Data supplied Start Marker

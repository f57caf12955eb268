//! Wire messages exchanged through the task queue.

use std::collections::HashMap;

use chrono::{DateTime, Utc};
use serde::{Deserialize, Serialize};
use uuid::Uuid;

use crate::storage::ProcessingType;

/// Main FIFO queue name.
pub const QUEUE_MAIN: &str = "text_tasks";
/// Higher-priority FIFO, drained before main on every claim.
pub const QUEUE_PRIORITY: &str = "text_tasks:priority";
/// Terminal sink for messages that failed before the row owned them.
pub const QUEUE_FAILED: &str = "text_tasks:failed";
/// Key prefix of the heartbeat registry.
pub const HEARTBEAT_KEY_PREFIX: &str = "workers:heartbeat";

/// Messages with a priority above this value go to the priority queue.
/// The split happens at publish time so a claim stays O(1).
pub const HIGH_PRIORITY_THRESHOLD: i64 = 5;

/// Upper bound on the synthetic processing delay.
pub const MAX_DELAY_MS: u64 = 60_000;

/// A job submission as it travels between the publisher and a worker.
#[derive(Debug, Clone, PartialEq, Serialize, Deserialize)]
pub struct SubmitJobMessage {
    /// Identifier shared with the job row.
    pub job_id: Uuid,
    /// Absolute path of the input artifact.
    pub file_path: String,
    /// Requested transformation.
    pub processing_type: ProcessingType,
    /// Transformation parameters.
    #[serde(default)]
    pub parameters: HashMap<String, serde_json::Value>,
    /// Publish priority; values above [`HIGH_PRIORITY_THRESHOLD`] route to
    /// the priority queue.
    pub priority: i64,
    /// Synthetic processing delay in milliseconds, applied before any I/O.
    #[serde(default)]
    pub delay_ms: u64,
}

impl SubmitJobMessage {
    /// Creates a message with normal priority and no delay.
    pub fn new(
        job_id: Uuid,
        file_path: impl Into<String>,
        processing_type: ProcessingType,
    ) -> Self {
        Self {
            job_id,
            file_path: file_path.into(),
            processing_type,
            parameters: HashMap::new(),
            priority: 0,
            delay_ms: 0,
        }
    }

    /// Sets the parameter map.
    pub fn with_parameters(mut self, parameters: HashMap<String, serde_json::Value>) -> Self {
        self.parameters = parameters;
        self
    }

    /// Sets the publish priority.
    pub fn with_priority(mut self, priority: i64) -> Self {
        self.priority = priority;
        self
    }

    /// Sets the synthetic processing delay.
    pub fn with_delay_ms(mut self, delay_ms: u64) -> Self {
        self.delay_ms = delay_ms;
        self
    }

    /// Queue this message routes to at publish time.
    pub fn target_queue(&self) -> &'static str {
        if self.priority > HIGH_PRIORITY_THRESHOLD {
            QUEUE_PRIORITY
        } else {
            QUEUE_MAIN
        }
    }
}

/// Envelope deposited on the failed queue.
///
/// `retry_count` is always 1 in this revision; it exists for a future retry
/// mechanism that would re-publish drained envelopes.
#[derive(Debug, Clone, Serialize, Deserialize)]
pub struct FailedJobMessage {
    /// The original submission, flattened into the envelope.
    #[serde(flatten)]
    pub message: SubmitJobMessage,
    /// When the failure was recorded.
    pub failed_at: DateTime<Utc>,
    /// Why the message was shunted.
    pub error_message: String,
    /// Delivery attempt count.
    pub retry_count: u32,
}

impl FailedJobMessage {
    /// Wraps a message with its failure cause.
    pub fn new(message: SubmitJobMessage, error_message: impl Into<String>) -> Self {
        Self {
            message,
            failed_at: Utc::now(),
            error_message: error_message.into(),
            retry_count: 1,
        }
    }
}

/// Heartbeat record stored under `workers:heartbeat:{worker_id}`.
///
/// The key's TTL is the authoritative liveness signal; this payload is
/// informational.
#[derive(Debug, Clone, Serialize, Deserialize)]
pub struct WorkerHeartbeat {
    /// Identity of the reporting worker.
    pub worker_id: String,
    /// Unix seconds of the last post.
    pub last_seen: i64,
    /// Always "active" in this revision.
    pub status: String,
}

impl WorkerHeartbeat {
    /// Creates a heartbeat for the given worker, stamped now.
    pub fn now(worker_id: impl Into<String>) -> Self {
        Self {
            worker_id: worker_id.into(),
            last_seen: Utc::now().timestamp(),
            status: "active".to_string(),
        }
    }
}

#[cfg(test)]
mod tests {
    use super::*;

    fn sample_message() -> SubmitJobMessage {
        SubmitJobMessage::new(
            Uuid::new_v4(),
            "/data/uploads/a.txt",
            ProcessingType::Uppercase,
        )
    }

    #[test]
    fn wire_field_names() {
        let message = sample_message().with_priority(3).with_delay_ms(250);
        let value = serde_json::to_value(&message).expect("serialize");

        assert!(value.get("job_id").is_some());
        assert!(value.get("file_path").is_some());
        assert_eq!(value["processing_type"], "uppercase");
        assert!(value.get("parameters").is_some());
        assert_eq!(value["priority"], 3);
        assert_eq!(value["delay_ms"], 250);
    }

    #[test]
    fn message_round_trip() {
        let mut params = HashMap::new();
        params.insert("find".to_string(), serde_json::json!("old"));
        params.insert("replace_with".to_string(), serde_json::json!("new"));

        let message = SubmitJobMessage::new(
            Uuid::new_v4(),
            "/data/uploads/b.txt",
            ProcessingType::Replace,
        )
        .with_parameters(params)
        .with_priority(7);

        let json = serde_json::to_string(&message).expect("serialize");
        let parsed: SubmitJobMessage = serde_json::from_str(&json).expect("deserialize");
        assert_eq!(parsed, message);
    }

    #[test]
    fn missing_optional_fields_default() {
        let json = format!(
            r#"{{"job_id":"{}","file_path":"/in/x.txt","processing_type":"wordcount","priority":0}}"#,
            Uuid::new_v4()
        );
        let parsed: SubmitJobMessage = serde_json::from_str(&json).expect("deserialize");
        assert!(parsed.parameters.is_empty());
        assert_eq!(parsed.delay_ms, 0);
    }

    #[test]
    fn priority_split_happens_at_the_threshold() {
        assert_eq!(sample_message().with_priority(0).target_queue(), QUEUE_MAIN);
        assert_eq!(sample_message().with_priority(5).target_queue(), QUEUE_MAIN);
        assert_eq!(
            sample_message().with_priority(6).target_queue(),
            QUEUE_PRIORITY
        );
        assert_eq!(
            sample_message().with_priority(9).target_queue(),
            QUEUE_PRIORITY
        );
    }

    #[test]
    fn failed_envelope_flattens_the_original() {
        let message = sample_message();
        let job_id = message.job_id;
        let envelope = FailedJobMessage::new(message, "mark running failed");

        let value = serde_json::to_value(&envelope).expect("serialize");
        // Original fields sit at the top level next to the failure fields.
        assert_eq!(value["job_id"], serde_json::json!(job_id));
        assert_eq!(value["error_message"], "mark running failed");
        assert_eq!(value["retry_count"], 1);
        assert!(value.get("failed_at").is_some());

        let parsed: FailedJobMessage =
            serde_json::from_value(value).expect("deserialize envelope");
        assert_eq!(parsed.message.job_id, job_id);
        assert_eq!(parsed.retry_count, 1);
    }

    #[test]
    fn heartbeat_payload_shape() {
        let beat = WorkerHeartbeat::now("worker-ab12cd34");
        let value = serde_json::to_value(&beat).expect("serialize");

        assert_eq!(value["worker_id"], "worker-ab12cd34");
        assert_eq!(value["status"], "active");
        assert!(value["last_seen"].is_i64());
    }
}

Data supplied End Marker
Data supplied Start Marker

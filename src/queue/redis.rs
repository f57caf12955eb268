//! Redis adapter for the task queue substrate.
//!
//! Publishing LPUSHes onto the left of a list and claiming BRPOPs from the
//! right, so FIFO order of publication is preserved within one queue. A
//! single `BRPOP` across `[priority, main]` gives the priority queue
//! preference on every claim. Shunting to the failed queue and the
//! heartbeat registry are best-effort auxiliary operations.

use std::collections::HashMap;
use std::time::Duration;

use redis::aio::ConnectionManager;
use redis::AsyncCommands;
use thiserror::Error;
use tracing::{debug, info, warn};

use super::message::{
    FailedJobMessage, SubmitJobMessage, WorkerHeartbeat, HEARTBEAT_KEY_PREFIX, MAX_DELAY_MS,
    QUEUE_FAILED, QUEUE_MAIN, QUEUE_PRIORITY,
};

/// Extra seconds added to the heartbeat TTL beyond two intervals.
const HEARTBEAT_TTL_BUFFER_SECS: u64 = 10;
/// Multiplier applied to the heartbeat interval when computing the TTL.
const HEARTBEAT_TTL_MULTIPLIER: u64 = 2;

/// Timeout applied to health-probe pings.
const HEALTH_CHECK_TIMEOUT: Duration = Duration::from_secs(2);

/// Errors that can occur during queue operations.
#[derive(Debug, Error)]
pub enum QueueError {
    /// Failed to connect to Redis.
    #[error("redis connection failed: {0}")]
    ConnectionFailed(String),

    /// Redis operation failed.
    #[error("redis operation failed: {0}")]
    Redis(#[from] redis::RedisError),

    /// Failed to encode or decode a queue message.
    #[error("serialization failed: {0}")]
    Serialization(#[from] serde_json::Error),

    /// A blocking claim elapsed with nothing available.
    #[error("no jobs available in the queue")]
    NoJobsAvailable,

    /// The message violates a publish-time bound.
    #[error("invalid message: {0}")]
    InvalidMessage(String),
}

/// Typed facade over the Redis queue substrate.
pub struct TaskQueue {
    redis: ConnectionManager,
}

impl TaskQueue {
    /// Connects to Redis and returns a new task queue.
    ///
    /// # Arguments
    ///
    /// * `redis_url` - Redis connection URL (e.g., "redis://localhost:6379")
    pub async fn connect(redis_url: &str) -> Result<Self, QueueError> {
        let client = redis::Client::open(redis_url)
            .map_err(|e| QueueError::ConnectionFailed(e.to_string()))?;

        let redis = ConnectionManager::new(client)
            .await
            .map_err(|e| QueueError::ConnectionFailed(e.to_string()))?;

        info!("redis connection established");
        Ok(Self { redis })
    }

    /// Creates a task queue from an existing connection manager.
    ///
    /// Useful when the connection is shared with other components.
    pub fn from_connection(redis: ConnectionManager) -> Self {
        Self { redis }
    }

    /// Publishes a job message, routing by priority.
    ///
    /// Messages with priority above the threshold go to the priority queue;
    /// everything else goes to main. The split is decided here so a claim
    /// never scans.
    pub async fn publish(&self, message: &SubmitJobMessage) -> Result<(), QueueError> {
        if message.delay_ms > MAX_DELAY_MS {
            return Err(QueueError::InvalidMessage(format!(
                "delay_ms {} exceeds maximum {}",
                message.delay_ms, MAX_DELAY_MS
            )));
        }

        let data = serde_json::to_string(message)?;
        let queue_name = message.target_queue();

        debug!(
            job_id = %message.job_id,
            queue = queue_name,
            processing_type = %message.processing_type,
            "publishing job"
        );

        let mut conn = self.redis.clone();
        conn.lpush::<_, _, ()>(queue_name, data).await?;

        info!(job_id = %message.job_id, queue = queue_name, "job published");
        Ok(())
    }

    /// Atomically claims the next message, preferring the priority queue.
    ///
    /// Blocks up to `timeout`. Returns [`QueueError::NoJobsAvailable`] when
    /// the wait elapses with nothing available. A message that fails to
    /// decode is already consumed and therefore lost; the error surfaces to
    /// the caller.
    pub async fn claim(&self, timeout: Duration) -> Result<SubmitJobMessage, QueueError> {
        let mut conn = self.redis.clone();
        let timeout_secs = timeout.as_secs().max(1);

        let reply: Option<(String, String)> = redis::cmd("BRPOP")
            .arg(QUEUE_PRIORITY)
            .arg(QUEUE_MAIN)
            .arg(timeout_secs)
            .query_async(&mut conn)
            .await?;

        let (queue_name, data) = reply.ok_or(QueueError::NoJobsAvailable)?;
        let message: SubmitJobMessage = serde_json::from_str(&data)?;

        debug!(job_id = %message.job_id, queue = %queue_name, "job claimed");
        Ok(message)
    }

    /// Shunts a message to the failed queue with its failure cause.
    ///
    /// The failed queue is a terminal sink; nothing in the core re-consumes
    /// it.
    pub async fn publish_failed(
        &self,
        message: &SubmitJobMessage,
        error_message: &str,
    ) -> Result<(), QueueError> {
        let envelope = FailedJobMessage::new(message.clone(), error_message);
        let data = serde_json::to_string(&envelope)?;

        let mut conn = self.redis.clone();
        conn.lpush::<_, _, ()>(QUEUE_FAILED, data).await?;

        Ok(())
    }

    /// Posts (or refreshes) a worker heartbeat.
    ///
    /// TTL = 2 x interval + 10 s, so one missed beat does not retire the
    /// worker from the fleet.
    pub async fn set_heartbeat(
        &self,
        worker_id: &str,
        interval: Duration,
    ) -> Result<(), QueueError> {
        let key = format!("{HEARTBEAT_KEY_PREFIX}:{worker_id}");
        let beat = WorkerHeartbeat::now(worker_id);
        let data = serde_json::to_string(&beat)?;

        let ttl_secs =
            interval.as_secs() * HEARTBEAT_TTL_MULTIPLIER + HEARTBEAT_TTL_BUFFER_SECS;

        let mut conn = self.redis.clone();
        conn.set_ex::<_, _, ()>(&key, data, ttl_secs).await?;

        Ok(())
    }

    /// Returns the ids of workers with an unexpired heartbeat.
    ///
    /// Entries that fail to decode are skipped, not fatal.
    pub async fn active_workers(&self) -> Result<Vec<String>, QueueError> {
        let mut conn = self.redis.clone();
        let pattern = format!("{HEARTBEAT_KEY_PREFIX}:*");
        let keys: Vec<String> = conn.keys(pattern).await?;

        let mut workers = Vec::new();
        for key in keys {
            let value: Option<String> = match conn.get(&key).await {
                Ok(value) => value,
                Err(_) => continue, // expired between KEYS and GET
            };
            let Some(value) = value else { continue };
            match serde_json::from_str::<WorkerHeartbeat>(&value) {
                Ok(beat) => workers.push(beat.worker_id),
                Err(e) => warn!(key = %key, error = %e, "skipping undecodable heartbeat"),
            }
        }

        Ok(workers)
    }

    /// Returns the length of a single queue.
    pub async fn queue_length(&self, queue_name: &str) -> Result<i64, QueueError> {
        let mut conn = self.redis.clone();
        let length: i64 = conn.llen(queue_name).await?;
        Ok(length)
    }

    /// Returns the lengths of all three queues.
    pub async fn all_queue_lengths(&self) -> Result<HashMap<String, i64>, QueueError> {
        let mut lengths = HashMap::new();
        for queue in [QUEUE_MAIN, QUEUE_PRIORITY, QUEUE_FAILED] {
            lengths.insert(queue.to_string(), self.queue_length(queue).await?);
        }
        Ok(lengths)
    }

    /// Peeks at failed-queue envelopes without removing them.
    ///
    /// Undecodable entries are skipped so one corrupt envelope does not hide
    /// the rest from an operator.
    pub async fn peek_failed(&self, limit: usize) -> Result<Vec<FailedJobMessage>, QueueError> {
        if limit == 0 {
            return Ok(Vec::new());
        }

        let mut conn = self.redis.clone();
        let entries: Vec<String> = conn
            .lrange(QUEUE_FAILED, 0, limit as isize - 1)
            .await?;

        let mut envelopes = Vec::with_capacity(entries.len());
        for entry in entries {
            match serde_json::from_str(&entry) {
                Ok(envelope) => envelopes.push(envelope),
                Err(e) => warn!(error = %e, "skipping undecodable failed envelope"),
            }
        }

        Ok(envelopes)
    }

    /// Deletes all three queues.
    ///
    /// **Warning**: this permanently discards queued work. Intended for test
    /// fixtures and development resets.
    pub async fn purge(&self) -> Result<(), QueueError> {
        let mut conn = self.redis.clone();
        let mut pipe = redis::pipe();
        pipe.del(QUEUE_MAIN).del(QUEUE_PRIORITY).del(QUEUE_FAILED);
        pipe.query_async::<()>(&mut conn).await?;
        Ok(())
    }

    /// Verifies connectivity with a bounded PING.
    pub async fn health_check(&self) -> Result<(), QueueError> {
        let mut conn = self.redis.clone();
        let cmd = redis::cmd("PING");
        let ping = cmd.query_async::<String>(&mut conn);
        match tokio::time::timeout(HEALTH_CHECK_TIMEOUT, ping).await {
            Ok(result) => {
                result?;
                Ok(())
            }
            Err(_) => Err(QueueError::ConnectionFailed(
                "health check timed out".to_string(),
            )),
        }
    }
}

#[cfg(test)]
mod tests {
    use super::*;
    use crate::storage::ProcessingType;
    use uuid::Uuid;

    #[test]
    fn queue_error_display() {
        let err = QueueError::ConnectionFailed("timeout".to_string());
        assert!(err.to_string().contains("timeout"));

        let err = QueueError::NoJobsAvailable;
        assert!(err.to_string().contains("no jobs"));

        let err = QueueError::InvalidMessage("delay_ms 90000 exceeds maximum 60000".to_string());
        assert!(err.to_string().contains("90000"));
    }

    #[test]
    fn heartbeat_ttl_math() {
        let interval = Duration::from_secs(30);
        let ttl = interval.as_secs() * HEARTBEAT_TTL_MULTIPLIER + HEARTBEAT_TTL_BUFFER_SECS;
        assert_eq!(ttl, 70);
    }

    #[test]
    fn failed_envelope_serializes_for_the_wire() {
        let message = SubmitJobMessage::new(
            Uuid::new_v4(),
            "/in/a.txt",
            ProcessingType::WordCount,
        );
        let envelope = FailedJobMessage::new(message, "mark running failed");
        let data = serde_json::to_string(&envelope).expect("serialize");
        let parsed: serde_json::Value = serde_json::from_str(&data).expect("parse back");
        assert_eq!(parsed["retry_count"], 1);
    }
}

Data supplied End Marker

What is expected ▸
Looking at the data above, write out exactly the lines that start at the one containing "the heartbeat registry." and end at the one containing "the parameter map."; include both and nothing beyond.

Answer space ▸
/// Key prefix of the heartbeat registry.
pub const HEARTBEAT_KEY_PREFIX: &str = "workers:heartbeat";

/// Messages with a priority above this value go to the priority queue.
/// The split happens at publish time so a claim stays O(1).
pub const HIGH_PRIORITY_THRESHOLD: i64 = 5;

/// Upper bound on the synthetic processing delay.
pub const MAX_DELAY_MS: u64 = 60_000;

/// A job submission as it travels between the publisher and a worker.
#[derive(Debug, Clone, PartialEq, Serialize, Deserialize)]
pub struct SubmitJobMessage {
    /// Identifier shared with the job row.
    pub job_id: Uuid,
    /// Absolute path of the input artifact.
    pub file_path: String,
    /// Requested transformation.
    pub processing_type: ProcessingType,
    /// Transformation parameters.
    #[serde(default)]
    pub parameters: HashMap<String, serde_json::Value>,
    /// Publish priority; values above [`HIGH_PRIORITY_THRESHOLD`] route to
    /// the priority queue.
    pub priority: i64,
    /// Synthetic processing delay in milliseconds, applied before any I/O.
    #[serde(default)]
    pub delay_ms: u64,
}

impl SubmitJobMessage {
    /// Creates a message with normal priority and no delay.
    pub fn new(
        job_id: Uuid,
        file_path: impl Into<String>,
        processing_type: ProcessingType,
    ) -> Self {
        Self {
            job_id,
            file_path: file_path.into(),
            processing_type,
            parameters: HashMap::new(),
            priority: 0,
            delay_ms: 0,
        }
    }

    /// Sets the parameter map.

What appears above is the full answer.